## [Problem description]
Please filter the entries and return only the lines that include "enum".

Records contained in a dataset:
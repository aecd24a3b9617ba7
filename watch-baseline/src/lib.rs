use std::fs;
use std::path::{Path, PathBuf};
use std::str::FromStr;

use watch_error::{Result, WatchError};
use watch_fingerprint::Fingerprint;

const BASELINE_LABEL: &str = "baseline";

/// Single-slot store for the last confirmed avatar fingerprint.
///
/// The slot only moves by whole replacement: the new value lands in a
/// sibling temp file and renames into place, so a crash leaves either
/// the old baseline or the new one, never a torn write.
pub struct BaselineStore {
    label: String,
    path: PathBuf,
}

impl BaselineStore {
    pub fn new(path: &Path) -> Self {
        BaselineStore {
            label: BASELINE_LABEL.to_string(),
            path: path.to_path_buf(),
        }
    }

    pub fn path(&self) -> &Path {
        &self.path
    }

    /// Read the stored fingerprint. A missing slot is a first run; an
    /// empty or unreadable one logs a warning and reads the same way,
    /// and the next confirmed change rewrites it.
    pub fn load(&self) -> Result<Option<Fingerprint>> {
        if !self.path.exists() {
            return Ok(None);
        }
        let raw = fs::read_to_string(&self.path)?;
        let trimmed = raw.trim();
        if trimmed.is_empty() {
            log::warn!("{} file {} is empty", self.label, self.path.display());
            return Ok(None);
        }
        match Fingerprint::from_str(trimmed) {
            Ok(fingerprint) => Ok(Some(fingerprint)),
            Err(err) => {
                log::warn!(
                    "{} file {} is unreadable ({err}), starting over",
                    self.label,
                    self.path.display()
                );
                Ok(None)
            }
        }
    }

    /// Replace the slot with a new fingerprint.
    pub fn replace(&self, fingerprint: &Fingerprint) -> Result<()> {
        let parent = self.path.parent().ok_or_else(|| {
            WatchError::Path(format!("{} has no parent directory", self.path.display()))
        })?;
        fs::create_dir_all(parent)?;
        let file_name = self
            .path
            .file_name()
            .and_then(|name| name.to_str())
            .ok_or_else(|| {
                WatchError::Path(format!("bad {} path {}", self.label, self.path.display()))
            })?;
        let suffix: String = std::iter::repeat_with(fastrand::alphanumeric)
            .take(10)
            .collect();
        let tmp_path = self.path.with_file_name(format!(".{file_name}.{suffix}"));

        fs::write(&tmp_path, format!("{fingerprint}\n"))?;
        if let Err(err) = fs::rename(&tmp_path, &self.path) {
            let _ = fs::remove_file(&tmp_path);
            return Err(WatchError::Storage(
                self.label.clone(),
                format!("could not move new baseline into place: {err}"),
            ));
        }
        log::info!(
            "{} updated to {fingerprint} at {}",
            self.label,
            self.path.display()
        );
        Ok(())
    }
}

/// Compares the current avatar fingerprint against the stored
/// baseline. `is_update` is pure; the baseline only moves when the
/// caller commits, which must happen only after the avatar artifact is
/// safely on disk.
#[derive(Debug)]
pub struct ChangeDetector {
    prior: Option<Fingerprint>,
}

impl ChangeDetector {
    pub fn new(prior: Option<Fingerprint>) -> Self {
        ChangeDetector { prior }
    }

    pub fn load(store: &BaselineStore) -> Result<Self> {
        Ok(ChangeDetector {
            prior: store.load()?,
        })
    }

    pub fn prior(&self) -> Option<&Fingerprint> {
        self.prior.as_ref()
    }

    /// A first run, with no baseline at all, always reads as an update.
    pub fn is_update(&self, current: &Fingerprint) -> bool {
        match &self.prior {
            None => true,
            Some(prior) => prior != current,
        }
    }

    /// Persist the confirmed fingerprint and adopt it as the new
    /// baseline.
    pub fn commit(&mut self, store: &BaselineStore, fingerprint: Fingerprint) -> Result<()> {
        store.replace(&fingerprint)?;
        self.prior = Some(fingerprint);
        Ok(())
    }
}
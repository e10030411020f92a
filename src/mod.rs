//! Immutable money and currency value objects
//!
//! A [`Money`](models::Money) is an exact amount of some [`Currency`](models::Currency).
//! Amounts are never changed, every operation returns a new value.
//!
//! ```rust
//! use money::models::{Currency, Money};
//! use num::BigInt;
//! use std::sync::Arc;
//!
//! let usd = Arc::new(Currency::new("US Dollar", "USD").with_symbol("$"));
//! let price = Money::from_integer(10, usd.clone());
//! let total = price.mul(BigInt::from(3)).add(&Money::from_integer(5, usd)).unwrap();
//! assert_eq!(format!("{}", total), "$35.00");
//! assert_eq!(format!("{}", price), "$10.00");
//! ```
extern crate pest;
#[macro_use]
extern crate pest_derive;

mod app;
pub mod commands;
mod default_currencies;
mod error;
mod list;
pub mod models;
pub mod parser;

pub use app::{run_app, CommonOpts};
pub use default_currencies::default_currencies;
pub use error::{DifferentCurrencyError, Error, ExpressionError, ListError, ParserError};
pub use list::List;
//! Money and currency models
pub use currency::Currency;
pub use money::{Money, Scalar};

pub mod currency;
pub mod money;

pub trait HasName {
    fn get_name(&self) -> &str;
}
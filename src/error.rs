use colored::{ColoredString, Colorize};
use std::error;
use std::fmt;
use std::fmt::{Display, Formatter};

/// Raised when two amounts of money with different currencies are operated together
#[derive(Debug, Clone, PartialEq, Eq)]
pub struct DifferentCurrencyError {
    pub left: String,
    pub right: String,
}

impl DifferentCurrencyError {
    pub fn new<L: Display, R: Display>(left: L, right: R) -> Self {
        DifferentCurrencyError {
            left: left.to_string(),
            right: right.to_string(),
        }
    }
}

impl error::Error for DifferentCurrencyError {}
impl Display for DifferentCurrencyError {
    fn fmt(&self, f: &mut Formatter<'_>) -> fmt::Result {
        write!(f, "Different currencies: {} and {}", self.left, self.right)
    }
}

#[derive(Debug, Clone, PartialEq, Eq)]
pub enum ParserError {
    CannotReadFile(String),
    UnexpectedInput(Option<String>),
}

impl error::Error for ParserError {}
impl Display for ParserError {
    fn fmt(&self, f: &mut Formatter<'_>) -> fmt::Result {
        match self {
            ParserError::CannotReadFile(file) => write!(f, "Cannot read file {}", file),
            ParserError::UnexpectedInput(None) => write!(f, "Unexpected input"),
            ParserError::UnexpectedInput(Some(message)) => write!(f, "{}", message),
        }
    }
}

#[derive(Debug, Clone, PartialEq, Eq)]
pub enum ListError {
    AliasNotInList(String),
    RepeatedAlias { alias: String, existing: String },
}

impl error::Error for ListError {}
impl Display for ListError {
    fn fmt(&self, f: &mut Formatter<'_>) -> fmt::Result {
        match self {
            ListError::AliasNotInList(message) => write!(f, "{}", message),
            ListError::RepeatedAlias { alias, existing } => {
                write!(f, "Repeated alias {} (already used for {})", alias, existing)
            }
        }
    }
}

/// Errors found while evaluating a money expression
#[derive(Debug, Clone, PartialEq, Eq)]
pub enum ExpressionError {
    Parse(String),
    DifferentCurrency(DifferentCurrencyError),
    DivisionByZero,
    TypeMismatch(String),
    UnknownCurrency(String),
}

impl error::Error for ExpressionError {}
impl Display for ExpressionError {
    fn fmt(&self, f: &mut Formatter<'_>) -> fmt::Result {
        match self {
            ExpressionError::Parse(message) => write!(f, "Could not parse expression\n{}", message),
            ExpressionError::DifferentCurrency(e) => write!(f, "{}", e),
            ExpressionError::DivisionByZero => write!(f, "Division by zero"),
            ExpressionError::TypeMismatch(message) => write!(f, "{}", message),
            ExpressionError::UnknownCurrency(c) => write!(f, "Unknown currency {:?}", c),
        }
    }
}

impl From<DifferentCurrencyError> for ExpressionError {
    fn from(error: DifferentCurrencyError) -> Self {
        ExpressionError::DifferentCurrency(error)
    }
}

/// The error the command line reports
#[derive(Debug)]
pub struct Error {
    pub message: Vec<ColoredString>,
}

impl error::Error for Error {}

impl Display for Error {
    fn fmt(&self, f: &mut Formatter<'_>) -> fmt::Result {
        write!(f, "{}", ColoredStrings(&self.message))
    }
}

impl From<ParserError> for Error {
    fn from(error: ParserError) -> Self {
        match error {
            ParserError::CannotReadFile(s) => Error {
                message: vec![
                    "Cannot read file ".normal(),
                    s.as_str().red().bold(),
                ],
            },
            ParserError::UnexpectedInput(s) => Error {
                message: match s {
                    None => vec![],
                    Some(s) => vec![ColoredString::from(s.as_str())],
                },
            },
        }
    }
}

impl From<ListError> for Error {
    fn from(error: ListError) -> Self {
        Error {
            message: vec![format!("{}", error).as_str().red()],
        }
    }
}

impl From<DifferentCurrencyError> for Error {
    fn from(error: DifferentCurrencyError) -> Self {
        Error {
            message: vec![
                "Different currencies: ".normal(),
                error.left.as_str().red().bold(),
                " and ".normal(),
                error.right.as_str().red().bold(),
            ],
        }
    }
}

impl From<ExpressionError> for Error {
    fn from(error: ExpressionError) -> Self {
        match error {
            ExpressionError::DifferentCurrency(e) => Error::from(e),
            ExpressionError::UnknownCurrency(c) => Error {
                message: vec![
                    "Unknown currency ".normal(),
                    c.as_str().bold().bright_red(),
                ],
            },
            other => Error {
                message: vec![format!("{}", other).as_str().bright_red()],
            },
        }
    }
}

// https://medium.com/apolitical-engineering/how-do-you-impl-display-for-vec-b8dbb21d814f
struct ColoredStrings<'a>(pub &'a Vec<ColoredString>);

impl<'a> fmt::Display for ColoredStrings<'a> {
    fn fmt(&self, f: &mut fmt::Formatter) -> fmt::Result {
        self.0.iter().fold(Ok(()), |result, partial| {
            result.and_then(|_| write!(f, "{}", partial))
        })
    }
}

#[cfg(test)]
mod tests {
    use super::*;

    #[test]
    fn different_currency_message() {
        let err = DifferentCurrencyError::new("USD", "EUR (€)");
        assert_eq!(format!("{}", err), "Different currencies: USD and EUR (€)");
    }

    #[test]
    fn expression_error_wraps_currency_error() {
        let err: ExpressionError = DifferentCurrencyError::new("USD", "EUR").into();
        assert_eq!(
            err,
            ExpressionError::DifferentCurrency(DifferentCurrencyError::new("USD", "EUR"))
        );
        colored::control::set_override(false);
        let generic = Error::from(err);
        assert_eq!(format!("{}", generic), "Different currencies: USD and EUR");
    }

    #[test]
    fn empty_parser_error_is_silent() {
        let generic = Error::from(ParserError::UnexpectedInput(None));
        assert_eq!(format!("{}", generic), "");
    }
}
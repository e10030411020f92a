use std::convert::TryFrom;

use crate::models::Currency;
use crate::parser::value_expr::eval_expression;
use crate::{CommonOpts, Error, List};

/// Evaluates the expression and prints the result
pub fn execute(options: &CommonOpts, expression: &str) -> Result<(), Error> {
    let currencies = List::<Currency>::try_from(options)?;
    let value = eval_expression(expression, &currencies)?;
    println!("{}", value);
    Ok(())
}
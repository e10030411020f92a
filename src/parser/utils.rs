//! This module contains auxiliary parsers

use num::{BigInt, BigRational};
use std::str::FromStr;

/// Parses a decimal number like `-12.50` into an exact rational
///
/// Returns `None` when the string is not a plain decimal number.
pub(crate) fn parse_rational(number: &str) -> Option<BigRational> {
    let mut num = String::new();
    let mut den = "1".to_string();
    let mut decimal = false;
    for c in number.trim().chars() {
        match c {
            '.' if !decimal => decimal = true,
            '-' | '+' if num.is_empty() => num.push(c),
            c if c.is_ascii_digit() => {
                num.push(c);
                if decimal {
                    den.push('0')
                };
            }
            _ => return None,
        }
    }
    Some(BigRational::new(
        BigInt::from_str(num.as_str()).ok()?,
        BigInt::from_str(den.as_str()).ok()?,
    ))
}

#[cfg(test)]
mod tests {
    use super::*;

    fn ratio(numer: i64, denom: i64) -> BigRational {
        BigRational::new(BigInt::from(numer), BigInt::from(denom))
    }

    #[test]
    fn rationals() {
        assert_eq!(parse_rational("5"), Some(ratio(5, 1)));
        assert_eq!(parse_rational("5.25"), Some(ratio(21, 4)));
        assert_eq!(parse_rational("-0.5"), Some(ratio(-1, 2)));
        assert_eq!(parse_rational("+3."), Some(ratio(3, 1)));
        assert_eq!(parse_rational(".75"), Some(ratio(3, 4)));
        assert_eq!(parse_rational("-0"), Some(ratio(0, 1)));
    }

    #[test]
    fn not_rationals() {
        assert_eq!(parse_rational(""), None);
        assert_eq!(parse_rational("-"), None);
        assert_eq!(parse_rational("1.2.3"), None);
        assert_eq!(parse_rational("5-"), None);
        assert_eq!(parse_rational("1e10"), None);
        assert_eq!(parse_rational("NaN"), None);
    }
}
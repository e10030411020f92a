//! Parser module
//!
//! The parser takes an input string (or file) with currency definitions and translates it into
//! a list of currencies and aliases with a tokenizer. It also parses money expressions, see
//! [`value_expr`].

use std::convert::TryFrom;
use std::fs::read_to_string;
use std::path::PathBuf;

use colored::Colorize;
use pest::iterators::Pair;
use pest::Parser;

use crate::error::{ListError, ParserError};
use crate::models::currency::DEFAULT_DIGITS;
use crate::models::{Currency, HasName};
use crate::List;

pub(crate) mod utils;
pub mod value_expr;

#[derive(Parser)]
#[grammar = "grammar/grammar.pest"]
pub struct GrammarParser;

/// Currencies and aliases read from a definitions file, in order of appearance
#[derive(Debug, Clone, Default)]
pub struct ParsedCurrencies {
    pub currencies: Vec<Currency>,
    /// Pairs of (alias, currency code)
    pub aliases: Vec<(String, String)>,
}

impl ParsedCurrencies {
    pub fn new() -> Self {
        ParsedCurrencies::default()
    }
    pub fn len(&self) -> usize {
        self.currencies.len() + self.aliases.len()
    }
    pub fn is_empty(&self) -> bool {
        self.len() == 0
    }

    /// Creates a proper list of currencies
    ///
    /// The first definition of a code wins. Symbols become aliases when nobody else is using
    /// them yet, explicit aliases must not collide.
    pub fn to_list(self) -> Result<List<Currency>, ListError> {
        let mut list = List::<Currency>::new();
        for currency in self.currencies.iter() {
            if !list.insert(currency.clone()) {
                eprintln!(
                    "{} currency {} is defined more than once, keeping the first definition",
                    "Warning:".yellow().bold(),
                    currency.get_name()
                );
            }
        }
        for (alias, code) in self.aliases {
            let currency = list.get(code.as_str())?.clone();
            list.add_alias(alias, &currency)?;
        }
        for currency in self.currencies.iter() {
            let currency = list.get(currency.get_name())?.clone();
            if let Some(symbol) = currency.get_symbol() {
                if let Err(e) = list.add_alias(symbol.to_string(), &currency) {
                    eprintln!("{} {}", "Warning:".yellow().bold(), e);
                }
            }
        }
        Ok(list)
    }
}

/// A struct for holding data about the string being parsed
#[derive(Debug, Clone)]
pub struct Tokenizer<'a> {
    file: Option<&'a PathBuf>,
    content: String,
}

impl<'a> TryFrom<&'a PathBuf> for Tokenizer<'a> {
    type Error = ParserError;

    fn try_from(file: &'a PathBuf) -> Result<Self, Self::Error> {
        match read_to_string(file) {
            Ok(content) => Ok(Tokenizer {
                file: Some(file),
                content,
            }),
            Err(err) => Err(ParserError::CannotReadFile(format!(
                "{} ({})",
                file.display(),
                err
            ))),
        }
    }
}

impl<'a> From<String> for Tokenizer<'a> {
    fn from(content: String) -> Self {
        Tokenizer {
            file: None,
            content,
        }
    }
}

impl<'a> Tokenizer<'a> {
    /// Parses a string with currency definitions
    pub fn tokenize(&self) -> Result<ParsedCurrencies, ParserError> {
        let mut parsed_currencies = ParsedCurrencies::new();
        let parsed = GrammarParser::parse(Rule::currencies, self.content.as_str())
            .map_err(|e| self.error(e.to_string()))?;
        for element in parsed.flat_map(|pair| pair.into_inner()) {
            match element.as_rule() {
                Rule::currency => self.parse_currency(element, &mut parsed_currencies)?,
                Rule::EOI => {}
                x => return Err(self.error(format!("Unexpected {:?}", x))),
            }
        }
        Ok(parsed_currencies)
    }

    fn parse_currency(
        &self,
        element: Pair<Rule>,
        parsed: &mut ParsedCurrencies,
    ) -> Result<(), ParserError> {
        let mut inner = element.into_inner();
        let code = match inner.next() {
            Some(code) => code.as_str().to_string(),
            None => return Err(self.error("Currency code expected. Not found.".to_string())),
        };
        let mut name = None;
        let mut symbol = None;
        let mut digits = DEFAULT_DIGITS;

        for property in inner {
            let rule = property.as_rule();
            let value = property.as_str();
            // the value is whatever follows the property keyword
            let value = match property.into_inner().next() {
                Some(v) => v.as_str().to_string(),
                None => return Err(self.error(format!("Empty property {:?}", value))),
            };
            match rule {
                Rule::name => name = Some(value),
                Rule::symbol => symbol = Some(value),
                Rule::digits => {
                    digits = value.parse::<usize>().map_err(|_| {
                        self.error(format!("Wrong number of digits for {}: {}", code, value))
                    })?
                }
                Rule::alias => parsed.aliases.push((value, code.clone())),
                other => return Err(self.error(format!("Unexpected {:?}", other))),
            }
        }

        parsed.currencies.push(Currency::from_parts(
            name.unwrap_or_else(|| code.clone()),
            code,
            symbol,
            digits,
        ));
        Ok(())
    }

    fn error(&self, message: String) -> ParserError {
        match self.file {
            Some(file) => ParserError::UnexpectedInput(Some(format!(
                "Error parsing {}\n{}",
                file.display(),
                message
            ))),
            None => ParserError::UnexpectedInput(Some(message)),
        }
    }
}
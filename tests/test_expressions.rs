use money::default_currencies;
use money::parser::value_expr::{eval_expression, eval_money_expression};
use money::ExpressionError;

fn eval(expression: &str) -> String {
    let currencies = default_currencies().unwrap();
    format!("{}", eval_expression(expression, &currencies).unwrap())
}

#[test]
fn symbols_codes_and_aliases() {
    assert_eq!(eval("€10 + 2.5 EUR"), "€12.50");
    assert_eq!(eval("10 euro - eur 2.5"), "€7.50");
    assert_eq!(eval("(¥100 + 50 yen) * 3"), "¥450");
    assert_eq!(eval("100 CHF / 3"), "CHF 33.33");
    assert_eq!(eval("-$5.25"), "$-5.25");
}

#[test]
fn plain_numbers() {
    assert_eq!(eval("1 + 2 * 3"), "7");
    assert_eq!(eval("(1 + 2) * 3"), "9");
    assert_eq!(eval("10 - 4 - 3"), "3");
    assert_eq!(eval("1 / 4"), "0.25");
}

#[test]
fn money_over_money() {
    // combining two amounts keeps the currency of the left one
    assert_eq!(eval("$10 / $4"), "$2.50");
    assert_eq!(eval("$10 * $4"), "$40.00");
}

#[test]
fn errors() {
    let currencies = default_currencies().unwrap();
    assert!(matches!(
        eval_expression("$1 + €1", &currencies),
        Err(ExpressionError::DifferentCurrency(_))
    ));
    assert!(matches!(
        eval_expression("$1 / 0", &currencies),
        Err(ExpressionError::DivisionByZero)
    ));
    assert!(matches!(
        eval_expression("5 ZZZ", &currencies),
        Err(ExpressionError::UnknownCurrency(_))
    ));
    assert!(matches!(
        eval_expression("$1 + 1", &currencies),
        Err(ExpressionError::TypeMismatch(_))
    ));
    assert!(matches!(
        eval_expression("$1 +", &currencies),
        Err(ExpressionError::Parse(_))
    ));
    assert!(eval_money_expression("2 * 3", &currencies).is_err());
    assert!(eval_money_expression("2 * £3", &currencies).is_ok());
}
#[cfg(test)]
mod tests {
    use super::*;

    fn dollar() -> Arc<Currency> {
        Arc::new(Currency::new("US Dollar", "USD").with_symbol("$"))
    }
    fn plain_dollar() -> Arc<Currency> {
        Arc::new(Currency::new("US Dollar", "USD"))
    }
    fn ratio(numer: i64, denom: i64) -> BigRational {
        BigRational::new(BigInt::from(numer), BigInt::from(denom))
    }

    #[test]
    fn display_with_symbol() {
        let usd = dollar();
        assert_eq!(format!("{}", Money::from_integer(5, usd.clone())), "$5.00");
        assert_eq!(format!("{}", Money::new(ratio(21, 4), usd.clone())), "$5.25");
        assert_eq!(format!("{}", Money::new(ratio(-21, 4), usd.clone())), "$-5.25");
        assert_eq!(format!("{}", Money::zero(usd)), "$0.00");
    }

    #[test]
    fn display_without_symbol() {
        let usd = plain_dollar();
        assert_eq!(format!("{}", Money::from_integer(5, usd.clone())), "USD 5.00");
        assert_eq!(
            format!("{}", Money::from_integer(-1234567, usd.clone())),
            "USD -1234567.00"
        );
        // Truncated, not rounded
        assert_eq!(format!("{}", Money::new(ratio(2, 3), usd.clone())), "USD 0.66");
        assert_eq!(format!("{}", Money::new(ratio(-1, 1000), usd)), "USD 0.00");
    }

    #[test]
    fn display_digits() {
        let yen = Arc::new(Currency::new("Japanese Yen", "JPY").with_digits(0));
        assert_eq!(format!("{}", Money::new(ratio(1999, 2), yen)), "JPY 999");
        let dinar = Arc::new(Currency::new("Kuwaiti Dinar", "KWD").with_digits(3));
        assert_eq!(format!("{}", Money::new(ratio(1, 8), dinar)), "KWD 0.125");
    }

    #[test]
    fn display_floats() {
        let usd = dollar();
        let money = Money::from_float(0.29, usd.clone()).unwrap();
        assert_eq!(money, Money::new(ratio(29, 100), usd.clone()));
        assert_eq!(format!("{}", money), "$0.29");
        assert_eq!(format!("{}", Money::from_float(5.0, usd.clone()).unwrap()), "$5.00");
        assert_eq!(format!("{}", Money::from_float(-2.5, usd.clone()).unwrap()), "$-2.50");
        assert!(Money::from_float(f64::NAN, usd.clone()).is_none());
        assert!(Money::from_float(f64::INFINITY, usd).is_none());
    }

    #[test]
    fn empty_symbol_uses_code() {
        let odd = Arc::new(Currency::new("US Dollar", "USD").with_symbol(""));
        assert_eq!(format!("{}", Money::from_integer(5, odd)), "USD 5.00");
    }

    #[test]
    fn methods_need_equal_currencies() {
        let m1 = Money::from_integer(5, dollar());
        let m2 = Money::from_integer(5, plain_dollar());
        assert_eq!(
            m1.add(&m2),
            Err(DifferentCurrencyError::new("USD ($)", "USD"))
        );
        assert!(m1.sub(&m2).is_err());
        // The operators only look at the code
        assert_eq!((&m1 + &m2).unwrap(), Money::from_integer(10, dollar()));
        assert_eq!((&m1 - &m2).unwrap(), Money::zero(dollar()));
    }

    #[test]
    fn operators_keep_left_currency() {
        let m1 = Money::from_integer(6, plain_dollar());
        let m2 = Money::from_integer(3, dollar());
        let product = (m1.clone() * m2.clone()).unwrap();
        assert_eq!(product, Money::from_integer(18, plain_dollar()));
        let quotient = (m1 / m2).unwrap();
        assert_eq!(quotient, Money::from_integer(2, plain_dollar()));
    }

    #[test]
    fn scale_and_combine_differ() {
        let usd = dollar();
        let ten = Money::from_integer(10, usd.clone());
        let two = Money::from_integer(2, usd.clone());
        assert_eq!(ten.mul(2), ten.mul_money(&two).unwrap());
        assert_eq!(ten.div(2), Money::from_integer(5, usd.clone()));
        assert_eq!(ten.div_money(&two).unwrap(), Money::from_integer(5, usd.clone()));
        assert_eq!(ten.mul(ratio(1, 4)), Money::new(ratio(5, 2), usd));
    }

    #[test]
    fn plain_scalars() {
        let usd = dollar();
        let ten = Money::from_integer(10, usd.clone());
        assert_eq!(ten.mul(3), Money::from_integer(30, usd.clone()));
        assert_eq!(ten.div(2), Money::from_integer(5, usd.clone()));
        assert_eq!(ten.mul(1.5), Money::from_integer(15, usd.clone()));
        assert_eq!(ten.mul(0.1), Money::from_integer(1, usd.clone()));
        assert_eq!(ten.div(2.5f32), Money::from_integer(4, usd.clone()));
        assert_eq!(ten.mul(-2i64), Money::from_integer(-20, usd.clone()));
        assert_eq!(ten.mul(BigInt::from(3)), ten.mul(3u64));
        assert_eq!(ten.mul(ratio(3, 10)), Money::new(ratio(3, 1), usd));
    }

    #[test]
    #[should_panic(expected = "finite")]
    fn scaling_by_nan_panics() {
        let _ = Money::from_integer(10, dollar()).mul(f64::NAN);
    }

    #[test]
    fn debug_wraps_display() {
        let usd = dollar();
        assert_eq!(format!("{:?}", Money::from_integer(5, usd.clone())), "<Money $5.00>");
        assert_eq!(
            format!("{:?}", Money::from_integer(-5, plain_dollar())),
            "<Money USD -5.00>"
        );
        assert_eq!(format!("{:?}", Money::from_integer(-5, usd)), "<Money $-5.00>");
    }

    #[test]
    fn checked_division() {
        let usd = dollar();
        let ten = Money::from_integer(10, usd.clone());
        assert_eq!(ten.checked_div(0), None);
        assert_eq!(ten.checked_div(f64::NAN), None);
        assert_eq!(
            ten.checked_div(4u8),
            Some(Money::new(ratio(5, 2), usd.clone()))
        );
        assert_eq!(ten.checked_div_money(&Money::zero(usd.clone())), Ok(None));
        let eur = Arc::new(Currency::new("Euro", "EUR"));
        assert!(ten.checked_div_money(&Money::zero(eur)).is_err());
    }

    #[test]
    #[should_panic]
    fn division_by_zero_panics() {
        let _ = Money::from_integer(10, dollar()).div(0);
    }

    #[test]
    fn negation_and_signs() {
        let usd = dollar();
        let five = Money::from_integer(5, usd.clone());
        let minus_five = -&five;
        assert!(minus_five.is_negative());
        assert!(five.is_positive());
        assert_eq!(minus_five.abs(), five);
        assert_eq!(-minus_five, five);
        assert!(Money::zero(usd).is_zero());
    }

    #[test]
    fn shared_currency() {
        let usd = dollar();
        let m1 = Money::from_integer(1, usd.clone());
        let m2 = m1.mul(2);
        assert!(Arc::ptr_eq(m1.get_currency(), m2.get_currency()));
        assert_eq!(Arc::strong_count(&usd), 3);
    }

    #[test]
    fn send_and_sync() {
        fn assert_send_sync<T: Send + Sync>() {}
        assert_send_sync::<Money>();
        assert_send_sync::<Currency>();
    }
}
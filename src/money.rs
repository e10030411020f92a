use std::env;

fn main() {
    match money::run_app(env::args().collect()) {
        Ok(_) => std::process::exit(0),
        Err(x) => {
            let message = format!("{}", x);
            if !message.is_empty() {
                eprintln!("{}", message);
            }
            std::process::exit(1)
        }
    }
}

## [Finished task]
pub enum ParserError {
pub enum ListError {
pub enum ExpressionError {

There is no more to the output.